Anderson v. Dorsch

CourtVermont Superior Court
DecidedApril 22, 2004
DocketS1390
StatusPublished

This text of Anderson v. Dorsch (Anderson v. Dorsch) is published on Counsel Stack Legal Research, covering Vermont Superior Court primary law. Counsel Stack provides free access to over 12 million legal documents including statutes, case law, regulations, and constitutions.

Bluebook
Anderson v. Dorsch, (Vt. Ct. App. 2004).

Opinion

Anderson v. Dorsch, No. S1390-02 CnC (Katz, J., Apr. 22, 2004)

[The text of this Vermont trial court opinion is unofficial. It has been reformatted from the original. The accuracy of the text and the accompanying data included in the Vermont trial court opinion database is not guaranteed.]

STATE OF VERMONT Chittenden County, ss.:

ANDERSON

v.

DORSCH

ENTRY (Motions for Partial Summary Judgment and to Amend Pleadings)

Following a stipulated divorce agreement, plaintiff Anderson brings an amended 135 paragraph, 27 page complaint against his attorney Dorsch for attorney malpractice. Dorsch has filed for partial summary judgment on those claims arising from a stock fund transfer stipulated between Anderson and his wife. Anderson opposes summary judgment for any of the claims and has produced an expert opinion for support.

Despite the apparent contention between the parties, the material facts of this case are not in question. Plaintiff and his wife entered divorce negotiations following a period of separation. (Def. Mot. for Summ. J., at 1, Jun. 27, 2003.) This led the parties and their attorneys to negotiate a stipulated agreement about the marital assets, which both husband and wife signed on August 22, 2000. (Pl. Am. Compl., at ¶¶ 14, 15, Sept. 8, 2003.) In particular, paragraph 2 of the agreement stated that Mrs. Anderson was to receive the fixed amount of $475,000 from a Fidelity stock account. (Def. Mot. for Summ. J., Ex. B, at ¶ 2, Jun. 27, 2003.) This withdrawal required the parties to select which stocks would be transferred. Id. While the agreement suggests that the Andersons would make this decision together with a Fidelity representative, id., Mrs. Anderson sought independent advice and generated her own list that, as of August 31, 2000, satisfied the amount. (Def. Mot. for Summ. J., Ex. E, at 3, Jun. 27, 2003.) Mrs. Anderson then sent the list to her attorney who mailed it to Dorsch on Tuesday, September 8th. Id. at 2. This list reached Dorsch’s office on Friday, September 11th. (Pl. Resp. to Def. Stmnt. of Undisp. Facts, ¶ 6, Jul. 28, 2003.) Dorsch had previously told Anderson that he would be out of state on vacation for the first two weeks of September. (Def.

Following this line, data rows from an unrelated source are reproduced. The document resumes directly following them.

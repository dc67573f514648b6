//! Completion heuristics as configurable data.
//!
//! These rules decide when a session may stop without an explicit
//! `goal_achieved`. They are plain substring matches on the goal text, so
//! they are kept here where callers can tune them.

/// Goal keywords that make a successful text capture complete the session.
pub const DEFAULT_INFO_KEYWORDS: &[&str] = &[
    "search",
    "find",
    "get",
    "what",
    "weather",
    "price",
    "information",
];

/// Consecutive actions of one type that force termination.
pub const DEFAULT_REPEAT_LIMIT: u32 = 3;

/// Rules for automatic completion and loop breaking.
#[derive(Debug, Clone, PartialEq)]
pub struct CompletionPolicy {
    /// Lowercase keywords marking an information-retrieval goal.
    pub info_keywords: Vec<String>,
    /// Lowercase keyword marking a screenshot goal.
    pub screenshot_keyword: String,
    /// Opening and closing marker of a placeholder summary like `[price]`.
    pub placeholder_markers: (char, char),
    /// Same-type actions in a row that end the session.
    pub repeat_limit: u32,
}

impl Default for CompletionPolicy {
    fn default() -> Self {
        Self {
            info_keywords: DEFAULT_INFO_KEYWORDS.iter().map(|k| k.to_string()).collect(),
            screenshot_keyword: "screenshot".to_string(),
            placeholder_markers: ('[', ']'),
            repeat_limit: DEFAULT_REPEAT_LIMIT,
        }
    }
}

impl CompletionPolicy {
    /// Replace the information keywords. Empty input keeps the defaults.
    pub fn with_info_keywords<I, S>(mut self, keywords: I) -> Self
    where
        I: IntoIterator<Item = S>,
        S: AsRef<str>,
    {
        let keywords: Vec<String> = keywords
            .into_iter()
            .map(|k| k.as_ref().trim().to_lowercase())
            .filter(|k| !k.is_empty())
            .collect();
        if !keywords.is_empty() {
            self.info_keywords = keywords;
        }
        self
    }

    pub fn with_repeat_limit(mut self, repeat_limit: u32) -> Self {
        self.repeat_limit = repeat_limit;
        self
    }

    pub fn is_information_goal(&self, goal: &str) -> bool {
        let goal = goal.to_lowercase();
        self.info_keywords.iter().any(|k| goal.contains(k.as_str()))
    }

    pub fn is_screenshot_goal(&self, goal: &str) -> bool {
        goal.to_lowercase().contains(&self.screenshot_keyword)
    }

    /// Whether a summary looks like an unfilled template.
    pub fn is_placeholder(&self, summary: &str) -> bool {
        let (open, close) = self.placeholder_markers;
        summary.contains(open) && summary.contains(close)
    }
}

Mot. for Summ. J., at 2, Jun. 27, 2003.) When Dorsch returned to his office on Monday, September 14th, he faxed the list of stocks to Anderson who made the transfer the next day, September 15th. (Def. Mot. for Summ. J., Ex. G, Jun. 27, 2003.) Anderson acknowledged the transfer in a letter to Pricilla Dubé, his ex-wife’s attorney. Id. The letter did not acknowledge that by this time, the value of the stocks had dropped and the transfer was $53,000 short of the agreed upon sum. (Def. Mot. for Summ. J., Exs. H, I, Jun. 27, 2003.) Anderson was ordered to pay the wife that remaining sum by the Family Court and incurred further attorney fees and court costs. (Def. Mot. for Summ. J., Ex. I, Jun. 27, 2003.)

Notwithstanding Anderson’s amended complaint, which nominally focuses on negligence and breach of contract, the claims against Dorsch for the stock transaction divide neatly into two factual areas—formation of the settlement agreement and its execution. These discrete areas divide plaintiff’s claims against Dorsch for the stock transfer into two different areas of liability. Plaintiff’s formation claims may be summarized as “what Dorsch should have done” while the execution claims are “what Dorsch did not do.” The difference is that the formation liability depends on Dorsch having and failing in a duty to prepare and advise the plaintiff. 3 R. Mallen & J. Smith, Legal Malpractice § 27.8 (5th ed. 2000) (detailing recurring errors in family law for property division). Execution liability depends on Dorsch’s diligence in fulfilling his duties enumerated in the settlement or inherent in the scope of his representation. Id. at § 19.3 (diligence).

Settlement Formation

During formation, plaintiff argues, he relied on Dorsch’s knowledge and skill as a divorce attorney to negotiate and draft an agreement that would protect his assets. Reliance on an attorney, however, is grounded in what the attorney was expected to do and how he performed and not what the client expected as an outcome. See Hulstrand, Anderson, Larson & Boyland v. Rogers, 386 N.W.2d 302, 304 (Minn. App. 1986) (“The mere fact that appellant lost his case does not establish negligence.”). Attorneys, like Dorsch, perform many services for clients during their representation including: researching and advising regarding the law, filing appropriate papers, preparing a strategy, negotiating, drafting documents, examining witnesses, pursuing pre-trial discovery, and arguing before the judge. See e.g. Ziegelheim v. Apollo, 607 A.2d 1298, 1303 (N.J. 1992) (setting out various duties owed by attorneys to clients). Here, the usual claims of attorney negligence are absent. All the assets were known, and the papers were timely filed. Cf. Sutton v. Mytich, 555 N.E.2d 93, 95 (Ill. App. 1990) (charging that plaintiff’s attorney failed to discover all of spouse’s assets prior to the stipulation). Instead, the focus is on the deal finally negotiated with the adverse spouse and her attorney.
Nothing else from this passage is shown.